BACKGROUND: Although early features of infant cognition are predictive of executive function (EF) in typically developing (TD) children, there is little information regarding the developmental origins of EF in neurogenetic conditions, such as Down syndrome (DS). METHODS: The current study compared the performance of infants with and without DS on three dimensions that are hypothesised EF precursors: visual engagement, attention shifting and action planning.
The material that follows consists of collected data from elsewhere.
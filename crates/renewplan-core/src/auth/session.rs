use std::path::{Path, PathBuf};
use std::sync::{Mutex, RwLock};

use anyhow::{Context, Result};
use chrono::{DateTime, Utc};
use serde::{Deserialize, Serialize};
use tracing::{debug, info, warn};

use crate::models::User;

/// Session file name in cache directory
const SESSION_FILE: &str = "session.json";

#[derive(Debug, Clone, Serialize, Deserialize)]
pub struct SessionData {
    pub token: String,
    pub user: User,
    pub created_at: DateTime<Utc>,
}

type UnauthorizedCallback = Box<dyn Fn() + Send + Sync>;

/// Identity service: the one place that knows the current token and user.
///
/// Shared behind an `Arc` by the API client and the application. When a
/// cache directory is given the session survives restarts.
pub struct Session {
    path: Option<PathBuf>,
    data: RwLock<Option<SessionData>>,
    on_unauthorized: Mutex<Vec<UnauthorizedCallback>>,
}

impl Session {
    /// A session that lives only as long as the process.
    pub fn in_memory() -> Self {
        Self {
            path: None,
            data: RwLock::new(None),
            on_unauthorized: Mutex::new(Vec::new()),
        }
    }

    /// A session persisted as `session.json` under `cache_dir`.
    pub fn persistent(cache_dir: &Path) -> Self {
        Self {
            path: Some(cache_dir.join(SESSION_FILE)),
            ..Self::in_memory()
        }
    }

    /// Load session from disk. Returns whether a session was restored.
    /// An unreadable or corrupt file is discarded rather than reported.
    pub fn load(&self) -> Result<bool> {
        let Some(path) = self.path.as_ref() else {
            return Ok(false);
        };
        if !path.exists() {
            return Ok(false);
        }

        let contents = std::fs::read_to_string(path).context("Failed to read session file")?;
        match serde_json::from_str::<SessionData>(&contents) {
            Ok(data) => {
                debug!(username = %data.user.username, "Restored saved session");
                *self.write() = Some(data);
                Ok(true)
            }
            Err(e) => {
                warn!(error = %e, "Discarding corrupt session file");
                std::fs::remove_file(path).context("Failed to remove corrupt session file")?;
                Ok(false)
            }
        }
    }

    fn save(&self, data: &SessionData) -> Result<()> {
        if let Some(ref path) = self.path {
            if let Some(parent) = path.parent() {
                std::fs::create_dir_all(parent)?;
            }
            let contents = serde_json::to_string_pretty(data)?;
            std::fs::write(path, contents).context("Failed to write session file")?;
        }
        Ok(())
    }

    fn read(&self) -> std::sync::RwLockReadGuard<'_, Option<SessionData>> {
        self.data.read().unwrap_or_else(|e| e.into_inner())
    }

    fn write(&self) -> std::sync::RwLockWriteGuard<'_, Option<SessionData>> {
        self.data.write().unwrap_or_else(|e| e.into_inner())
    }

    /// Get the bearer token if logged in
    pub fn token(&self) -> Option<String> {
        self.read().as_ref().map(|d| d.token.clone())
    }

    pub fn user(&self) -> Option<User> {
        self.read().as_ref().map(|d| d.user.clone())
    }

    pub fn is_authenticated(&self) -> bool {
        self.read().is_some()
    }

    pub fn is_admin(&self) -> bool {
        self.read().as_ref().map(|d| d.user.is_admin()).unwrap_or(false)
    }

    /// Replace the current identity and persist it. The in-memory session is
    /// set even when writing the file fails.
    pub fn set_session(&self, token: String, user: User) -> Result<()> {
        let data = SessionData {
            token,
            user,
            created_at: Utc::now(),
        };
        info!(username = %data.user.username, "Session started");
        let result = self.save(&data);
        *self.write() = Some(data);
        result
    }

    /// Forget the current identity, in memory and on disk.
    pub fn clear_session(&self) -> Result<()> {
        *self.write() = None;
        if let Some(ref path) = self.path {
            if path.exists() {
                std::fs::remove_file(path).context("Failed to remove session file")?;
            }
        }
        Ok(())
    }

    /// Register a callback fired whenever the API rejects the session.
    pub fn on_unauthorized<F>(&self, callback: F)
    where
        F: Fn() + Send + Sync + 'static,
    {
        self.on_unauthorized
            .lock()
            .unwrap_or_else(|e| e.into_inner())
            .push(Box::new(callback));
    }

    /// Clear the session after an authorization failure and notify listeners.
    pub fn handle_unauthorized(&self) {
        warn!("Session rejected by server, clearing credentials");
        if let Err(e) = self.clear_session() {
            warn!(error = %e, "Failed to clear session after authorization failure");
        }
        let callbacks = self.on_unauthorized.lock().unwrap_or_else(|e| e.into_inner());
        for callback in callbacks.iter() {
            callback();
        }
    }
}

#[cfg(test)]
mod tests {
    use super::*;
    use crate::models::Role;
    use std::sync::atomic::{AtomicUsize, Ordering};
    use std::sync::Arc;

    fn admin() -> User {
        User {
            id: "1".to_string(),
            username: "admin".to_string(),
            role: Role::Admin,
        }
    }

    #[test]
    fn test_set_and_clear_session() {
        let session = Session::in_memory();
        assert!(!session.is_authenticated());
        assert_eq!(session.token(), None);

        session.set_session("tok".to_string(), admin()).expect("set session");
        assert_eq!(session.token().as_deref(), Some("tok"));
        assert!(session.is_admin());

        session.clear_session().expect("clear session");
        assert!(!session.is_authenticated());
        assert!(!session.is_admin());
    }

    #[test]
    fn test_session_persists_across_instances() {
        let dir = tempfile::tempdir().expect("temp dir");
        let session = Session::persistent(dir.path());
        session.set_session("tok".to_string(), admin()).expect("set session");

        let restored = Session::persistent(dir.path());
        assert!(restored.load().expect("load session"));
        assert_eq!(restored.token().as_deref(), Some("tok"));
        assert_eq!(restored.user().map(|u| u.username), Some("admin".to_string()));

        restored.clear_session().expect("clear session");
        assert!(!dir.path().join(SESSION_FILE).exists());
    }

    #[test]
    fn test_corrupt_session_file_is_discarded() {
        let dir = tempfile::tempdir().expect("temp dir");
        std::fs::write(dir.path().join(SESSION_FILE), "{not json").expect("write file");

        let session = Session::persistent(dir.path());
        assert!(!session.load().expect("load session"));
        assert!(!dir.path().join(SESSION_FILE).exists());
    }

    #[test]
    fn test_unauthorized_clears_and_notifies() {
        let session = Session::in_memory();
        session.set_session("tok".to_string(), admin()).expect("set session");

        let fired = Arc::new(AtomicUsize::new(0));
        let counter = fired.clone();
        session.on_unauthorized(move || {
            counter.fetch_add(1, Ordering::SeqCst);
        });

        session.handle_unauthorized();
        assert_eq!(fired.load(Ordering::SeqCst), 1);
        assert!(!session.is_authenticated());
    }
}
Additionally, the relationship between these EF precursors at Time 1 and EF performance at Time 2 (6 months later) was examined in the DS group. Participants were 36 infants with DS, M chronological age = 12.65 months, SD = 2.11; M developmental age = 8.84 months, SD = 2.22, and 36 TD infants, M chronological age = 8.62, SD = 3.06; M developmental age = 8.64 months, SD = 3.40. RESULTS: Infants with DS visually engaged with objects for longer durations and demonstrated challenges with action planning compared with TD infants at Time 1. Attention shifting at Time 1 significantly predicted EF performance at Time 2 in the DS group. CONCLUSIONS: This study provides evidence that an early atypical presentation of EF precursors is detectable during infancy in DS and is predictive of subsequent EF performance. These findings contribute to the identification of areas of early cognitive risk in DS and can inform future interventions in this population.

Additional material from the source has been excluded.